Watching her, Jonah felt his mind filling with images again. He saw her slipping open the front of her uniform to expose a breast, and then he saw his hand on that breast, caressing her hard nipple. Closing his eyes, he opened his mouth and began to imagine the taste of her skin, and the smell of her body as he moved down between her legs, and -
Suddenly opening his eyes, he saw her peering at him, and her smile was gone for a moment before returning.
“It's okay,” she whispered, “don't fight it. Just sleep.”
“But then you'll...” His voice trailed off for a moment, and he felt as if a thousand heavy weights were being tied to his soul, pulling him down into the darkness. “But then you'll leave...”
“I have other patients to see, and you have an operation to get to.”
He blinked a couple of times, still trying to stay awake.
“Imagine,” he heard his own voice saying suddenly, in the back of his mind, “what you could do to a woman like her, once you really got started. You could make her scream so loud, she'd drown out the church bells.”
“Don't go,” he whispered, unable to keep his eyes open any longer. “Promise you won't go until I'm asleep...”
“I promise,” she told him.
“You could cut her open,” his voice continued, “and find a hundred ways to fuck her. You could take her body apart and then put it back together however you wanted. You could keep her alive for a while, too, and you could take glass to her. Imagine those sharp edges, tearing into her tenderest flesh, making her beg for mercy.”
“No,” he whispered, trying to imagine something softer, more sensual.
“You could really rip into her.”
“No.” He tried to bring an image of her smile back to his mind, but after a moment he began to imagine her screaming again, with blood pouring from her body as she tried to pull away from him. He saw blood flowing down her face, over her dimples and down onto her bare chest.
“You know what I want you to do,” the voice whispered in his head. “You know there's only one thing that makes me hap
py.”
Suddenly he heard the door creaking.
Forcing his eyes open, he saw the nurse slipping out of the room.
“No!” he called out. “Come back! I'm still awake...”
Ignoring him, she pushed the door shut as she left.
“Bitch,” the voice whispered, sounding louder now in the back of his mind. “She doesn't care. If you want her, you're just going to have to take her the old-fashioned way. Don't worry, though. I'll still be here when these barbarians have finished butchering your brain. They can cut your head up all they want, but they can't get rid of me. Let them do their worst.”

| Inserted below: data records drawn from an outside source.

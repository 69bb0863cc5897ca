//! Deploy the vault protocol to Casper livenet/testnet using Odra livenet environment.
//!
//! Usage:
//!   cargo run --bin deploy_livenet --release
//!
//! Requires .env file with:
//!   ODRA_CASPER_LIVENET_SECRET_KEY_PATH=/path/to/secret_key.pem
//!   ODRA_CASPER_LIVENET_NODE_ADDRESS=https://node.testnet.casper.network
//!   ODRA_CASPER_LIVENET_CHAIN_NAME=casper-test
//!   ODRA_CASPER_LIVENET_PAYMENT_AMOUNT=200000000000
//!
//! Optional vault parameters:
//!   YIELD_VAULT_CASH_BUFFER_BPS=500
//!   YIELD_VAULT_SLIPPAGE_BPS=100
//!   YIELD_VAULT_MAX_LOSS_BPS=200
//!   YIELD_VAULT_RATE_BPS=500
//!   YIELD_VAULT_DONATION_FEE_BPS=200
//!   YIELD_VAULT_MANIFEST=deployment.json

use std::str::FromStr;

use odra::casper_types::U256;
use odra::host::{Deployer, NoArgs};
use odra::prelude::*;
use serde::Serialize;

use cspr_yield_vault_contracts::access_control::{
    AccessControl, AccessControlInitArgs, ROLE_DONATION_RECORDER, ROLE_PAUSER, ROLE_VAULT_MANAGER,
};
use cspr_yield_vault_contracts::adapter::{StrategyAdapter, StrategyAdapterInitArgs};
use cspr_yield_vault_contracts::beneficiary_registry::{BeneficiaryRegistry, BeneficiaryRegistryInitArgs};
use cspr_yield_vault_contracts::donation_router::{DonationRouter, DonationRouterInitArgs};
use cspr_yield_vault_contracts::risk_guard::RiskConfig;
use cspr_yield_vault_contracts::types::{AdapterKind, Allocation, StrategyParams, VaultParameters};
use cspr_yield_vault_contracts::vault::{Vault, VaultInitArgs};
use cspr_yield_vault_contracts::wrapped_native::WrappedNative;

#[derive(Debug, thiserror::Error)]
enum DeployError {
    #[error("{var} is not a valid number: {value}")]
    InvalidNumber { var: &'static str, value: String },
    #[error("failed to encode deployment manifest: {0}")]
    Manifest(#[from] serde_json::Error),
    #[error("failed to write deployment manifest: {0}")]
    Io(#[from] std::io::Error),
}

/// Addresses written to the manifest file
#[derive(Serialize)]
struct DeploymentManifest {
    deployer: String,
    access_control: String,
    beneficiary_registry: String,
    wrapped_native: String,
    vault: String,
    adapter: String,
    donation_router: String,
    adapter_id: u64,
    treasury_beneficiary_id: u64,
}

fn env_or<T: FromStr>(var: &'static str, default: T) -> Result<T, DeployError> {
    match std::env::var(var) {
        Ok(value) => value
            .parse()
            .map_err(|_| DeployError::InvalidNumber { var, value }),
        Err(_) => Ok(default),
    }
}

fn display(address: &Address) -> String {
    format!("{:?}", address)
}

fn main() -> Result<(), DeployError> {
    // Load environment from .env file
    dotenv::dotenv().ok();

    println!("=== CSPR Yield Vault Livenet Deployment ===");
    println!();

    let env = odra_casper_livenet_env::env();

    // Configure payment amount for deployments/calls (required for Casper 2.0 txs)
    let payment_amount: u64 = env_or("ODRA_CASPER_LIVENET_PAYMENT_AMOUNT", 200_000_000_000)?;
    env.set_gas(payment_amount);

    let deployer = env.caller();
    println!("Deployer: {:?}", deployer);
    println!();

    let params = VaultParameters {
        cash_buffer_bps: env_or("YIELD_VAULT_CASH_BUFFER_BPS", 500)?,
        slippage_bps: env_or("YIELD_VAULT_SLIPPAGE_BPS", 100)?,
        max_loss_bps: env_or("YIELD_VAULT_MAX_LOSS_BPS", 200)?,
        rebalance_threshold: U256::zero(),
    };
    let rate_bps: u32 = env_or("YIELD_VAULT_RATE_BPS", 500)?;
    let donation_fee_bps: u32 = env_or("YIELD_VAULT_DONATION_FEE_BPS", 200)?;
    let manifest_path: String = env_or("YIELD_VAULT_MANIFEST", "deployment.json".to_string())?;

    // ==================== Phase 1: Independent Contracts ====================
    println!("=== Phase 1: Deploying Independent Contracts ===");
    println!();

    println!("Deploying AccessControl...");
    let mut access_control = AccessControl::deploy(
        &env,
        AccessControlInitArgs {
            initial_admin: deployer,
        },
    );
    let access_control_addr = access_control.address().clone();
    println!("AccessControl deployed at: {:?}", access_control_addr);

    println!("Deploying BeneficiaryRegistry...");
    let mut registry = BeneficiaryRegistry::deploy(
        &env,
        BeneficiaryRegistryInitArgs {
            access_control: access_control_addr,
        },
    );
    let registry_addr = registry.address().clone();
    println!("BeneficiaryRegistry deployed at: {:?}", registry_addr);

    println!("Deploying WrappedNative (wCSPR)...");
    let wcspr = WrappedNative::deploy(&env, NoArgs);
    let wcspr_addr = wcspr.address().clone();
    println!("WrappedNative deployed at: {:?}", wcspr_addr);

    println!();

    // ==================== Phase 2: Vault and Strategy ====================
    println!("=== Phase 2: Deploying Vault and Strategy ===");
    println!();

    println!("Deploying Vault...");
    let mut vault = Vault::deploy(
        &env,
        VaultInitArgs {
            name: "CSPR Yield Vault".to_string(),
            symbol: "yvCSPR".to_string(),
            asset: wcspr_addr,
            native_wrapped: true,
            access_control: access_control_addr,
            params,
            risk_config: RiskConfig::uncapped(),
        },
    );
    let vault_addr = vault.address().clone();
    println!("Vault deployed at: {:?}", vault_addr);

    println!("Deploying StrategyAdapter (money market)...");
    let adapter = StrategyAdapter::deploy(
        &env,
        StrategyAdapterInitArgs {
            asset: wcspr_addr,
            vault: vault_addr,
            operator: deployer,
            kind: AdapterKind::MoneyMarket,
            params: StrategyParams {
                rate_bps,
                ..Default::default()
            },
        },
    );
    let adapter_addr = adapter.address().clone();
    println!("StrategyAdapter deployed at: {:?}", adapter_addr);

    println!("Deploying DonationRouter...");
    let mut router = DonationRouter::deploy(
        &env,
        DonationRouterInitArgs {
            access_control: access_control_addr,
            directory: registry_addr,
        },
    );
    let router_addr = router.address().clone();
    println!("DonationRouter deployed at: {:?}", router_addr);

    println!();

    // ==================== Phase 3: Wiring ====================
    println!("=== Phase 3: Cross-contract Configuration ===");
    println!();

    println!("Granting operator roles...");
    access_control.grant_role(ROLE_VAULT_MANAGER, deployer);
    access_control.grant_role(ROLE_PAUSER, deployer);
    access_control.grant_role(ROLE_DONATION_RECORDER, vault_addr);
    println!("Done.");

    println!("Registering treasury beneficiary...");
    let treasury_id = registry.register("Protocol Treasury".to_string(), deployer);
    println!("Treasury beneficiary id: {}", treasury_id);

    println!("Configuring DonationRouter...");
    router.set_authorized_caller(vault_addr, true);
    router.set_donation_config(vault_addr, donation_fee_bps, deployer, treasury_id, Vec::<Allocation>::new());
    println!("Done.");

    println!("Configuring Vault...");
    vault.set_donation_router(router_addr);
    let adapter_id = vault.register_adapter(adapter_addr);
    vault.set_adapter_approval(adapter_id, true);
    vault.set_active_adapter(adapter_id);
    println!("Done.");

    let manifest = DeploymentManifest {
        deployer: display(&deployer),
        access_control: display(&access_control_addr),
        beneficiary_registry: display(&registry_addr),
        wrapped_native: display(&wcspr_addr),
        vault: display(&vault_addr),
        adapter: display(&adapter_addr),
        donation_router: display(&router_addr),
        adapter_id,
        treasury_beneficiary_id: treasury_id,
    };
    std::fs::write(&manifest_path, serde_json::to_string_pretty(&manifest)?)?;

    println!();
    println!("=== Deployment Complete ===");
    println!();
    println!("Contract Addresses:");
    println!("  AccessControl:        {:?}", access_control_addr);
    println!("  BeneficiaryRegistry:  {:?}", registry_addr);
    println!("  WrappedNative:        {:?}", wcspr_addr);
    println!("  Vault:                {:?}", vault_addr);
    println!("  StrategyAdapter:      {:?}", adapter_addr);
    println!("  DonationRouter:       {:?}", router_addr);
    println!();
    println!("Manifest written to {}", manifest_path);
    Ok(())
}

“No,” he replied, as his eyes closed again. He tried to focus on the nurse's smile, on her dimples, on the imagined feel of her kiss, but darker thoughts quickly began to fill his mind. As he slipped into unconsciousness, the last thing he saw was a knife ripping into her flesh, and the last thing he heard was her a gurgled scream rising up through her blood-filled throat.
***
“Jonah, can you hear me? Jonah, open your eyes. That's not a request, it's an order. Open them right now.”
He tried to do what he was told, but he couldn't quite remember how to move his any part of body. He'd been asleep, he knew that much, but he didn't know how long he'd been under, and now he had no idea how to make his body obey his brain. It was as if all the connections had suddenly been pulled loose and his mind was just floating helplessly.
Suddenly he felt something against his eyelid, which was forced open a moment later by two fingers, letting light flood his field of vision with such startling, painful force that he immediately felt a shooting pain in his head.
“Pupils are enlarged,” said the voice, which belonged to the blurry figure that was examining him. “Response to light is minimal, but it's definitely there. That's something, at least.”
“Jonah,” said another voice, “we know you're in there. You need to give us some indication that you understand what we're saying to you. I want you to open your mouth. Even if you can't get any words out, I want you to open it. Can you do that for me?”